▸ About this task
Filter the data below, keeping only lines that contain "Command".

Collected data entries:
■ ■ ■ ■ ■

#![allow(dead_code)]
use clap::{Arg, ArgAction, Command};
use std::fs;
use std::path::{Path, PathBuf};

pub mod automata;
pub mod codegen;
pub mod error;
pub mod interrupt;
pub mod ir;
pub mod irgen;
pub mod lexer;
pub mod lexgen;
pub mod parser;
pub mod preprocessor;
pub mod table;

use automata::dfa::Dfa;
use codegen::CodeGen;
use error::CompileError;
use irgen::IrGenerator;
use lexer::Lexer;
use parser::Parser;
use preprocessor::Preprocessor;
use table::LalrTable;

/// Lexical definition the DFA is regenerated from.
const MINIC_LEX: &str = include_str!("../syntax/minic.l");

struct Options {
    source: PathBuf,
    out_dir: PathBuf,
    tables_dir: PathBuf,
    intermediate: bool,
    verbose: bool,
    regenerate: bool,
}

fn main() {
    let matches = Command::new("minicc")
        .version(env!("CARGO_PKG_VERSION"))
        .about("MiniC compiler targeting the Minisys machine")
        .arg_required_else_help(true)
        .arg(
            Arg::new("source")
                .help("MiniC source file")
                .required(true),
        )
        .arg(
            Arg::new("output")
                .short('o')
                .long("out-dir")
                .value_name("dir")
                .default_value(".")
                .help("Place outputs in <dir>"),
        )
        .arg(
            Arg::new("intermediate")
                .short('i')
                .long("intermediate")
                .action(ArgAction::SetTrue)
                .help("Also dump tokens, syntax tree, quadruples and basic blocks"),
        )
        .arg(
            Arg::new("verbose")
                .short('v')
                .long("verbose")
                .action(ArgAction::SetTrue)
                .help("Report progress on stderr"),
        )
        .arg(
            Arg::new("regenerate")
                .long("regenerate")
                .action(ArgAction::SetTrue)
                .help("Rebuild the lexical DFA from the bundled definition"),
        )
        .arg(
            Arg::new("tables")
                .long("tables")
                .value_name("dir")
                .default_value("tables")
                .help("Directory holding syntax.json and lex.json"),
        )
        .get_matches();

    let opts = Options {
        source: PathBuf::from(matches.get_one::<String>("source").unwrap()),
        out_dir: PathBuf::from(matches.get_one::<String>("output").unwrap()),
        tables_dir: PathBuf::from(matches.get_one::<String>("tables").unwrap()),
        intermediate: matches.get_flag("intermediate"),
        verbose: matches.get_flag("verbose"),
        regenerate: matches.get_flag("regenerate"),
    };

    if let Err(e) = run(&opts) {
        eprintln!("{}", e);
        std::process::exit(1);
    }
}

fn run(opts: &Options) -> Result<(), Box<dyn std::error::Error>> {
    let verbose = opts.verbose;
    let src = fs::read_to_string(&opts.source)?;
    let base = opts
        .source
        .parent()
        .map(Path::to_path_buf)
        .unwrap_or_else(|| PathBuf::from("."));

    let mut preprocessor = Preprocessor::new(base);
    let code = preprocessor.preprocess(&src)?;
    if verbose {
        eprintln!("preprocessed {} bytes", code.len());
    }

    let dfa = load_dfa(opts)?;
    let tokens = Lexer::new(&dfa).tokenize(&code, None)?;
    if verbose {
        eprintln!("lexed {} tokens", tokens.len());
    }

    let table_path = opts.tables_dir.join("syntax.json");
    let table_json = fs::read_to_string(&table_path).map_err(|_| {
        CompileError::Table(format!(
            "cannot read LALR table {:?}; run the grammar tool first",
            table_path
        ))
    })?;
    let table = LalrTable::load(&table_json)?;
    let tree = Parser::new(&table).parse(&tokens, None)?;
    if verbose {
        eprintln!("parsed; root node `{}`", tree.name);
    }

    let ir = IrGenerator::new().generate(&tree)?;
    if verbose {
        eprintln!(
            "generated {} quadruples in {} blocks",
            ir.quads.len(),
            ir.blocks.len()
        );
    }

    let asm = CodeGen::new(&ir).compile()?;

    fs::create_dir_all(&opts.out_dir)?;
    let stem = opts
        .source
        .file_stem()
        .and_then(|s| s.to_str())
        .unwrap_or("out");
    let asm_path = opts.out_dir.join(format!("{}.asm", stem));
    fs::write(&asm_path, &asm)?;
    if verbose {
        eprintln!("wrote {:?}", asm_path);
    }

    if opts.intermediate {
        let mut tokens_dump = String::new();
        for t in &tokens {
            tokens_dump.push_str(&format!("{}:{}\t{}\t{:?}\n", t.line, t.column, t.name, t.literal));
        }
        fs::write(opts.out_dir.join(format!("{}.tokens.txt", stem)), tokens_dump)?;
        fs::write(opts.out_dir.join(format!("{}.tree.txt", stem)), tree.dump())?;
        fs::write(opts.out_dir.join(format!("{}.ir.txt", stem)), ir.dump_quads())?;
        fs::write(
            opts.out_dir.join(format!("{}.blocks.txt", stem)),
            ir.dump_blocks(),
        )?;
    }

    if interrupt::has_handlers(&ir) {
        let entry_path = opts.out_dir.join("minisys-interrupt-entry.asm");
        let handler_path = opts.out_dir.join("minisys-interrupt-handler.asm");
        fs::write(&entry_path, interrupt::emit_entry(&ir))?;
        fs::write(&handler_path, interrupt::emit_handlers(&asm, &ir))?;
        if verbose {
            eprintln!("wrote {:?} and {:?}", entry_path, handler_path);
        }
    }

    Ok(())
}

/// The lexical DFA: loaded from `lex.json` when present, rebuilt from the
/// bundled definition (and cached back) otherwise or on `--regenerate`.
fn load_dfa(opts: &Options) -> Result<Dfa, CompileError> {
    let cache = opts.tables_dir.join("lex.json");
    if !opts.regenerate {
        if let Ok(json) = fs::read_to_string(&cache) {
            if opts.verbose {
                eprintln!("loaded lexical DFA from {:?}", cache);
            }
            return Dfa::from_json(&json);
        }
    }

    let lex = lexgen::parse_lex(MINIC_LEX)?;
    let dfa = lexgen::build_dfa(&lex, "MiniC lexical DFA")?;
    if opts.verbose {
        eprintln!("built lexical DFA from the bundled definition");
    }
    if fs::create_dir_all(&opts.tables_dir).is_ok() {
        let _ = fs::write(&cache, dfa.to_json());
    }
    Ok(dfa)
}

#[cfg(test)]
mod tests {
    use super::*;

    /// End-to-end over the frontend pieces that need no external table:
    /// the bundled lex definition must build and tokenize real MiniC.
    #[test]
    fn bundled_lex_definition_tokenizes_minic() {
        let lex = lexgen::parse_lex(MINIC_LEX).unwrap();
        let dfa = lexgen::build_dfa(&lex, "minic").unwrap();
        let lexer = Lexer::new(&dfa);

        let source = "int g;\nint main(void) {\n  g = g + 0x1F; /* note */\n  return g;\n}\n";
        let tokens = lexer.tokenize(source, None).unwrap();
        let names: Vec<&str> = tokens
            .iter()
            .map(|t| t.name.as_str())
            .filter(|n| *n != "_WHITESPACE" && *n != "_COMMENT")
            .collect();

        assert_eq!(
            names,
            vec![
                "INT", "IDENTIFIER", "SEMICOLON", "INT", "IDENTIFIER", "LPAREN", "VOID",
                "RPAREN", "LBRACE", "IDENTIFIER", "ASSIGN", "IDENTIFIER", "PLUS", "CONSTANT",
                "SEMICOLON", "RETURN", "IDENTIFIER", "SEMICOLON", "RBRACE", "SP_END",
            ]
        );
        let hex = tokens.iter().find(|t| t.name == "CONSTANT").unwrap();
        assert_eq!(hex.literal, "0x1F");
    }

    #[test]
    fn bundled_lex_round_trips_through_json() {
        let lex = lexgen::parse_lex(MINIC_LEX).unwrap();
        let dfa = lexgen::build_dfa(&lex, "minic").unwrap();
        let restored = Dfa::from_json(&dfa.to_json()).unwrap();

        let lexer = Lexer::new(&restored);
        let tokens = lexer.tokenize("while (x <= 10) x = x << 1;", None).unwrap();
        let names: Vec<&str> = tokens
            .iter()
            .map(|t| t.name.as_str())
            .filter(|n| *n != "_WHITESPACE")
            .collect();
        assert_eq!(
            names,
            vec![
                "WHILE", "LPAREN", "IDENTIFIER", "LE_OP", "CONSTANT", "RPAREN", "IDENTIFIER",
                "ASSIGN", "IDENTIFIER", "LEFT_OP", "CONSTANT", "SEMICOLON", "SP_END",
            ]
        );
    }

    #[test]
    fn block_comments_span_lines() {
        let lex = lexgen::parse_lex(MINIC_LEX).unwrap();
        let dfa = lexgen::build_dfa(&lex, "minic").unwrap();
        let tokens = Lexer::new(&dfa)
            .tokenize("int a; /* one\n * two\n */ int b;", None)
            .unwrap();
        let comments: Vec<_> = tokens.iter().filter(|t| t.name == "_COMMENT").collect();
        assert_eq!(comments.len(), 1);
        assert!(comments[0].literal.contains("two"));
        // The token after the comment still knows its real line.
        let b = tokens
            .iter()
            .find(|t| t.name == "IDENTIFIER" && t.literal == "b")
            .unwrap();
        assert_eq!(b.line, 3);
    }
}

■ ■ ■ ■ ■

▸ Result
use clap::{Arg, ArgAction, Command};
    let matches = Command::new("minicc")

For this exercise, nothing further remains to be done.